Mercati energetici sotto stress: FIGISC segnala scatti del Brent e balzo del gasolio a Londra
03/03/2026
Le tensioni geopolitiche nell’area mediorientale tornano a riflettersi con forza sulle quotazioni energetiche, riaprendo una dinamica ben nota agli operatori: quando aumenta l’incertezza su rotte, approvvigionamenti e stabilità regionale, la prima reazione dei mercati è una corsa al premio di rischio. In una nota, FIGISC Confcommercio parla di forte volatilità nelle contrattazioni internazionali, con movimenti rapidi e marcati sia sul greggio sia sui prodotti raffinati.
Secondo le elaborazioni del Centro Studi FIGISC, nelle prime ore di seduta il Brent è salito da 72,87 a 78,44 dollari/barile (ore 12), dopo un massimo intraday di 80,19: uno scatto che la Federazione quantifica in +7,6% rispetto ai valori di apertura. Un andamento che trova riscontro nel quadro più ampio delle quotazioni di fine febbraio e inizio marzo: ad esempio, Trading Economics segnala il Brent a 72,87 USD/bbl il 27 febbraio 2026 e sopra quota 79 USD/bbl il 2 marzo 2026, con ulteriori rialzi il giorno successivo.
Sul fronte dei raffinati, l’oscillazione appare ancora più accentuata. FIGISC indica per il gasolio quotato a Londra un passaggio da 752,75 a 879,75 dollari/tonnellata (ore 12), con un picco mattutino di 920,12: +16,9% rispetto ai valori iniziali. In questo tipo di sedute, il differenziale tra greggio e derivati è un segnale da non sottovalutare: i prodotti raffinati “prezzano” in modo più diretto l’ansia sulla logistica e sulla continuità delle consegne, perché sono l’ultimo anello prima dei consumi reali.

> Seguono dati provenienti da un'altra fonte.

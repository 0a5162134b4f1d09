use std::cmp::Ordering;
use std::fmt;
use std::hash::{Hash, Hasher};

use chrono::NaiveDate;
use serde::{Deserialize, Serialize};

use crate::error::{GraphError, Result};

/// A registered user of the social graph.
///
/// Identity is the `id` alone: two personas with the same id compare equal
/// and hash identically no matter what their other fields say.
#[derive(Debug, Clone, Serialize, Deserialize)]
pub struct Persona {
    id: String,
    name: String,
    birth_date: NaiveDate,
    city: String,
    registration_date: NaiveDate,
}

impl Persona {
    pub fn new(
        id: impl Into<String>,
        name: impl Into<String>,
        birth_date: NaiveDate,
        city: impl Into<String>,
        registration_date: NaiveDate,
    ) -> Self {
        Self {
            id: id.into(),
            name: name.into(),
            birth_date,
            city: city.into(),
            registration_date,
        }
    }

    /// Start a field-by-field construction; `build()` rejects absent fields.
    pub fn builder() -> PersonaBuilder {
        PersonaBuilder::default()
    }

    pub fn id(&self) -> &str {
        &self.id
    }

    pub fn name(&self) -> &str {
        &self.name
    }

    pub fn birth_date(&self) -> NaiveDate {
        self.birth_date
    }

    pub fn city(&self) -> &str {
        &self.city
    }

    pub fn registration_date(&self) -> NaiveDate {
        self.registration_date
    }
}

impl PartialEq for Persona {
    fn eq(&self, other: &Self) -> bool {
        self.id == other.id
    }
}

impl Eq for Persona {}

impl Hash for Persona {
    fn hash<H: Hasher>(&self, state: &mut H) {
        self.id.hash(state);
    }
}

impl fmt::Display for Persona {
    fn fmt(&self, f: &mut fmt::Formatter<'_>) -> fmt::Result {
        write!(f, "{} ({})", self.name, self.id)
    }
}

/// Friend-list order: name first, id as tiebreak.
///
/// Total over registered personas because ids are unique.
pub fn friend_order(a: &Persona, b: &Persona) -> Ordering {
    a.name.cmp(&b.name).then_with(|| a.id.cmp(&b.id))
}

#[derive(Debug, Default, Clone)]
pub struct PersonaBuilder {
    id: Option<String>,
    name: Option<String>,
    birth_date: Option<NaiveDate>,
    city: Option<String>,
    registration_date: Option<NaiveDate>,
}

impl PersonaBuilder {
    pub fn id(mut self, id: impl Into<String>) -> Self {
        self.id = Some(id.into());
        self
    }

    pub fn name(mut self, name: impl Into<String>) -> Self {
        self.name = Some(name.into());
        self
    }

    pub fn birth_date(mut self, date: NaiveDate) -> Self {
        self.birth_date = Some(date);
        self
    }

    pub fn city(mut self, city: impl Into<String>) -> Self {
        self.city = Some(city.into());
        self
    }

    pub fn registration_date(mut self, date: NaiveDate) -> Self {
        self.registration_date = Some(date);
        self
    }

    pub fn build(self) -> Result<Persona> {
        Ok(Persona {
            id: self.id.ok_or_else(|| missing("id"))?,
            name: self.name.ok_or_else(|| missing("name"))?,
            birth_date: self.birth_date.ok_or_else(|| missing("birth_date"))?,
            city: self.city.ok_or_else(|| missing("city"))?,
            registration_date: self
                .registration_date
                .ok_or_else(|| missing("registration_date"))?,
        })
    }
}

fn missing(field: &str) -> GraphError {
    GraphError::invalid(format!("persona field `{}` is required", field))
}
use std::path::PathBuf;

use clap::{Args, Parser, Subcommand, ValueEnum};
use social_graph_core::StoreConfig;

#[derive(Parser, Debug)]
#[command(name = "social-graph")]
#[command(version = env!("CARGO_PKG_VERSION"))]
#[command(about = "Build a social graph and query friends, paths and degrees of separation")]
#[command(propagate_version = true)]
pub struct Cli {
    #[command(flatten)]
    pub global: GlobalOptions,

    /// Defaults to `walkthrough`.
    #[command(subcommand)]
    pub command: Option<Command>,
}

#[derive(Args, Debug, Clone)]
pub struct GlobalOptions {
    /// JSON file with `personas` and `connections`. Built-in sample if unset.
    #[arg(long, env = "SOCIAL_GRAPH_DATASET", global = true)]
    pub dataset: Option<PathBuf>,

    /// Output format for query commands
    #[arg(long, value_enum, default_value_t = OutputFormat::Text, global = true)]
    pub format: OutputFormat,

    /// Log filter used when RUST_LOG is unset
    #[arg(long, env = "SOCIAL_GRAPH_LOG", default_value = "warn", global = true)]
    pub log_level: String,

    /// Most personas a single traversal may discover. 0 = unbounded.
    #[arg(
        long,
        env = "SOCIAL_GRAPH_MAX_TRAVERSAL_NODES",
        default_value_t = 0,
        value_parser = clap::value_parser!(u32).range(0..=100_000_000),
        global = true
    )]
    pub max_traversal_nodes: u32,
}

impl GlobalOptions {
    pub fn store_config(&self) -> StoreConfig {
        StoreConfig::default().with_max_traversal_nodes(self.max_traversal_nodes as usize)
    }
}

#[derive(Subcommand, Debug, Clone, PartialEq, Eq)]
pub enum Command {
    /// Register the sample personas step by step and run every query (text only)
    Walkthrough,

    /// List a persona's friends, ordered by name then id
    Friends { id: String },

    /// Shortest chain of friendships between two personas
    Path { from: String, to: String },

    /// Degree of separation between two personas
    Level { from: String, to: String },

    /// All personas in registration order
    Users,

    /// Friends of friends who are not yet friends
    Suggest { id: String },

    /// Personas with the most friends
    Top {
        /// 0 lists everyone
        #[arg(long, default_value_t = 10)]
        limit: usize,
    },

    /// Counts and memory for the loaded graph
    Status,
}

#[derive(ValueEnum, Debug, Clone, Copy, PartialEq, Eq)]
pub enum OutputFormat {
    Text,
    Json,
}

#[cfg(test)]
mod tests {
    use super::*;
    use clap::CommandFactory;

    #[test]
    fn test_cli_definition_is_valid() {
        Cli::command().debug_assert();
    }

    #[test]
    fn test_parse_path_with_globals() {
        let cli = Cli::try_parse_from([
            "social-graph",
            "path",
            "1",
            "4",
            "--format",
            "json",
            "--max-traversal-nodes",
            "500",
        ])
        .unwrap();
        assert_eq!(
            cli.command,
            Some(Command::Path {
                from: "1".into(),
                to: "4".into()
            })
        );
        assert_eq!(cli.global.format, OutputFormat::Json);
        assert_eq!(cli.global.store_config().max_traversal_nodes, 500);
    }

    #[test]
    fn test_no_subcommand() {
        let cli = Cli::try_parse_from(["social-graph"]).unwrap();
        assert_eq!(cli.command, None);
        assert_eq!(cli.global.store_config().traversal_limit(), None);
    }
}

Cosa muove davvero le quotazioni: rischio, logistica, aspettative
L’aumento descritto da FIGISC riflette l’immediata risposta del mercato alle incognite sui flussi: un’interruzione anche temporanea, o la sola percezione di un possibile blocco, spinge i trader a ricollocare posizioni e coperture in poche ore. È il motivo per cui i grafici “si strappano” con facilità in presenza di notizie su attacchi, minacce alle rotte marittime, irrigidimenti diplomatici o escalation militari. In parallelo, la componente finanziaria amplifica il movimento: stop-loss, ricoperture e operazioni di hedging si sommano, alimentando accelerazioni intraday.
Prezzi alla pompa: perché l’effetto non è immediato, ma può arrivare
FIGISC avverte che eventuali effetti sui prezzi al consumo potrebbero manifestarsi nei prossimi giorni, in funzione dell’evoluzione delle quotazioni dei raffinati e delle dinamiche complessive di mercato. Il passaggio non è istantaneo: tra quotazioni internazionali, approvvigionamenti, tempi tecnici di trasferimento lungo la filiera e politica commerciale delle reti, c’è un intervallo che può attenuare o ritardare l’impatto. Ma quando i derivati (come il gasolio) corrono più del greggio, la probabilità che il segnale si traduca in pressione sui listini aumenta.